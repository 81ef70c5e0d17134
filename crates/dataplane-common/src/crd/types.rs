//! Supporting types shared by the dataplane CRDs

use std::collections::BTreeMap;

use chrono::{DateTime, Utc};
use schemars::JsonSchema;
use serde::{Deserialize, Serialize};

/// Condition status following Kubernetes conventions
#[derive(Clone, Copy, Debug, Default, Deserialize, Serialize, JsonSchema, PartialEq, Eq)]
pub enum ConditionStatus {
    /// Condition is true
    True,
    /// Condition is false
    False,
    /// Condition status is unknown
    #[default]
    Unknown,
}

impl std::fmt::Display for ConditionStatus {
    fn fmt(&self, f: &mut std::fmt::Formatter<'_>) -> std::fmt::Result {
        match self {
            Self::True => write!(f, "True"),
            Self::False => write!(f, "False"),
            Self::Unknown => write!(f, "Unknown"),
        }
    }
}

/// How bad a False condition is
///
/// True and Unknown conditions carry no severity.
#[derive(Clone, Copy, Debug, Deserialize, Serialize, JsonSchema, PartialEq, Eq)]
pub enum ConditionSeverity {
    /// Blocks progress until someone intervenes
    Error,
    /// Degraded but progressing
    Warning,
    /// Expected transient state (waiting on a dependency)
    Info,
}

impl std::fmt::Display for ConditionSeverity {
    fn fmt(&self, f: &mut std::fmt::Formatter<'_>) -> std::fmt::Result {
        match self {
            Self::Error => write!(f, "Error"),
            Self::Warning => write!(f, "Warning"),
            Self::Info => write!(f, "Info"),
        }
    }
}

/// Kubernetes-style condition for status reporting
#[derive(Clone, Debug, Deserialize, Serialize, JsonSchema, PartialEq)]
pub struct Condition {
    /// Type of condition (e.g., Ready, InputReady)
    #[serde(rename = "type")]
    pub type_: String,

    /// Status of the condition (True, False, Unknown)
    pub status: ConditionStatus,

    /// Severity, only set on False conditions
    #[serde(default, skip_serializing_if = "Option::is_none")]
    pub severity: Option<ConditionSeverity>,

    /// Machine-readable reason for the condition
    pub reason: String,

    /// Human-readable message
    pub message: String,

    /// Last time the condition transitioned
    #[serde(rename = "lastTransitionTime")]
    pub last_transition_time: DateTime<Utc>,
}

impl Condition {
    /// Create a new condition with the current timestamp
    pub fn new(
        type_: impl Into<String>,
        status: ConditionStatus,
        reason: impl Into<String>,
        message: impl Into<String>,
    ) -> Self {
        Self {
            type_: type_.into(),
            status,
            severity: None,
            reason: reason.into(),
            message: message.into(),
            last_transition_time: Utc::now(),
        }
    }

    /// Attach a severity (builder style)
    pub fn with_severity(mut self, severity: ConditionSeverity) -> Self {
        self.severity = Some(severity);
        self
    }

    /// True when this is a False condition with Error severity
    pub fn is_error(&self) -> bool {
        self.status == ConditionStatus::False && self.severity == Some(ConditionSeverity::Error)
    }
}

/// Reference to a ConfigMap or Secret by name
#[derive(Clone, Debug, Default, Deserialize, Serialize, JsonSchema, PartialEq, Eq)]
#[serde(rename_all = "camelCase")]
pub struct LocalObjectRef {
    /// Name of the referenced object in the node set's namespace
    pub name: String,
    /// Whether the reference may be absent
    #[serde(default, skip_serializing_if = "Option::is_none")]
    pub optional: Option<bool>,
}

/// Source of extra Ansible variables
#[derive(Clone, Debug, Default, Deserialize, Serialize, JsonSchema, PartialEq, Eq)]
#[serde(rename_all = "camelCase")]
pub struct AnsibleVarsFromSource {
    /// Prefix prepended to every key read from the source
    #[serde(default, skip_serializing_if = "Option::is_none")]
    pub prefix: Option<String>,
    /// ConfigMap to read variables from
    #[serde(default, skip_serializing_if = "Option::is_none")]
    pub config_map_ref: Option<LocalObjectRef>,
    /// Secret to read variables from
    #[serde(default, skip_serializing_if = "Option::is_none")]
    pub secret_ref: Option<LocalObjectRef>,
}

/// Ansible connection settings and variables for a node or the template
#[derive(Clone, Debug, Default, Deserialize, Serialize, JsonSchema, PartialEq)]
#[serde(rename_all = "camelCase")]
pub struct AnsibleOpts {
    /// Remote user
    #[serde(default, skip_serializing_if = "Option::is_none")]
    pub ansible_user: Option<String>,
    /// Address Ansible connects to
    #[serde(default, skip_serializing_if = "Option::is_none")]
    pub ansible_host: Option<String>,
    /// SSH port
    #[serde(default, skip_serializing_if = "Option::is_none")]
    pub ansible_port: Option<u16>,
    /// Inline variables
    #[serde(default, skip_serializing_if = "BTreeMap::is_empty")]
    pub ansible_vars: BTreeMap<String, serde_json::Value>,
    /// Variables loaded from ConfigMaps and Secrets
    #[serde(default, skip_serializing_if = "Vec::is_empty")]
    pub ansible_vars_from: Vec<AnsibleVarsFromSource>,
}

/// A network a node attaches to
#[derive(Clone, Debug, Default, Deserialize, Serialize, JsonSchema, PartialEq, Eq)]
#[serde(rename_all = "camelCase")]
pub struct NetworkRef {
    /// Network name (e.g. "ctlplane", "internalapi")
    pub name: String,
    /// Subnet within the network to allocate from
    pub subnet_name: String,
    /// Fixed address instead of allocating one
    #[serde(default, rename = "fixedIP", skip_serializing_if = "Option::is_none")]
    pub fixed_ip: Option<String>,
    /// Whether this network carries the default route
    #[serde(default, skip_serializing_if = "Option::is_none")]
    pub default_route: Option<bool>,
}
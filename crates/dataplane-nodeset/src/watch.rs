//! Maps changes on related objects back to the node sets that depend on them
//!
//! Node sets reference ConfigMaps and Secrets by name only, so there is no
//! owner reference to follow. A reverse index fed by node set watch events
//! answers which node sets reference a given object; it changes only when a
//! node set does, not on every ConfigMap or Secret event.

use std::collections::{BTreeMap, BTreeSet};
use std::sync::{Arc, RwLock};

use k8s_openapi::api::core::v1::Pod;
use kube::runtime::reflector::ObjectRef;
use kube::runtime::watcher::Event;
use kube::ResourceExt;
use tracing::{debug, info, warn};

use dataplane_common::crd::{
    AnsibleOpts, OpenStackDataPlaneDeployment, OpenStackDataPlaneNodeSet,
};
use dataplane_common::Error;

use crate::controller::KubeClient;

/// An object whose change may affect node sets
#[derive(Clone, Copy, Debug)]
pub enum WatchedObject<'a> {
    /// ConfigMap referenced through `ansibleVarsFrom`
    ConfigMap {
        /// Namespace of the ConfigMap
        namespace: &'a str,
        /// Name of the ConfigMap
        name: &'a str,
    },
    /// Secret referenced through `ansibleVarsFrom` or as an SSH key
    Secret {
        /// Namespace of the Secret
        namespace: &'a str,
        /// Name of the Secret
        name: &'a str,
    },
    /// DNS server instance; affects every node set in its namespace
    DnsMasq {
        /// Namespace of the DNSMasq
        namespace: &'a str,
    },
    /// Deployment listing node sets by name
    Deployment(&'a OpenStackDataPlaneDeployment),
}

type Key = (String, String);

/// Objects a single node set references
#[derive(Debug, Default)]
struct References {
    config_maps: BTreeSet<String>,
    secrets: BTreeSet<String>,
}

impl References {
    fn of(node_set: &OpenStackDataPlaneNodeSet) -> Self {
        let mut refs = Self::default();
        let ansible = std::iter::once(&node_set.spec.node_template.ansible)
            .chain(node_set.spec.nodes.values().map(|n| &n.ansible));
        for opts in ansible {
            refs.add_vars_from(opts);
        }
        refs.secrets
            .extend(node_set.ssh_key_secret_names().into_iter().map(String::from));
        refs
    }

    fn add_vars_from(&mut self, opts: &AnsibleOpts) {
        for source in &opts.ansible_vars_from {
            if let Some(cm) = &source.config_map_ref {
                self.config_maps.insert(cm.name.clone());
            }
            if let Some(secret) = &source.secret_ref {
                self.secrets.insert(secret.name.clone());
            }
        }
    }
}

/// `(namespace, object name)` → names of the node sets referencing it
#[derive(Debug, Default)]
pub struct ReverseIndex {
    by_node_set: BTreeMap<Key, References>,
    config_maps: BTreeMap<Key, BTreeSet<String>>,
    secrets: BTreeMap<Key, BTreeSet<String>>,
}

■ Exercise requirements
Restate the entries above word for word, beginning with their first line and ending with the line holding "the condition transitioned"; omit everything else.

■ Output
repository 81ef70c5e0d17134
filename crates/dataplane-common/src/crd/types.rs
//! Supporting types shared by the dataplane CRDs

use std::collections::BTreeMap;

use chrono::{DateTime, Utc};
use schemars::JsonSchema;
use serde::{Deserialize, Serialize};

/// Condition status following Kubernetes conventions
#[derive(Clone, Copy, Debug, Default, Deserialize, Serialize, JsonSchema, PartialEq, Eq)]
pub enum ConditionStatus {
    /// Condition is true
    True,
    /// Condition is false
    False,
    /// Condition status is unknown
    #[default]
    Unknown,
}

impl std::fmt::Display for ConditionStatus {
    fn fmt(&self, f: &mut std::fmt::Formatter<'_>) -> std::fmt::Result {
        match self {
            Self::True => write!(f, "True"),
            Self::False => write!(f, "False"),
            Self::Unknown => write!(f, "Unknown"),
        }
    }
}

/// How bad a False condition is
///
/// True and Unknown conditions carry no severity.
#[derive(Clone, Copy, Debug, Deserialize, Serialize, JsonSchema, PartialEq, Eq)]
pub enum ConditionSeverity {
    /// Blocks progress until someone intervenes
    Error,
    /// Degraded but progressing
    Warning,
    /// Expected transient state (waiting on a dependency)
    Info,
}

impl std::fmt::Display for ConditionSeverity {
    fn fmt(&self, f: &mut std::fmt::Formatter<'_>) -> std::fmt::Result {
        match self {
            Self::Error => write!(f, "Error"),
            Self::Warning => write!(f, "Warning"),
            Self::Info => write!(f, "Info"),
        }
    }
}

/// Kubernetes-style condition for status reporting
#[derive(Clone, Debug, Deserialize, Serialize, JsonSchema, PartialEq)]
pub struct Condition {
    /// Type of condition (e.g., Ready, InputReady)
    #[serde(rename = "type")]
    pub type_: String,

    /// Status of the condition (True, False, Unknown)
    pub status: ConditionStatus,

    /// Severity, only set on False conditions
    #[serde(default, skip_serializing_if = "Option::is_none")]
    pub severity: Option<ConditionSeverity>,

    /// Machine-readable reason for the condition
    pub reason: String,

    /// Human-readable message
    pub message: String,

    /// Last time the condition transitioned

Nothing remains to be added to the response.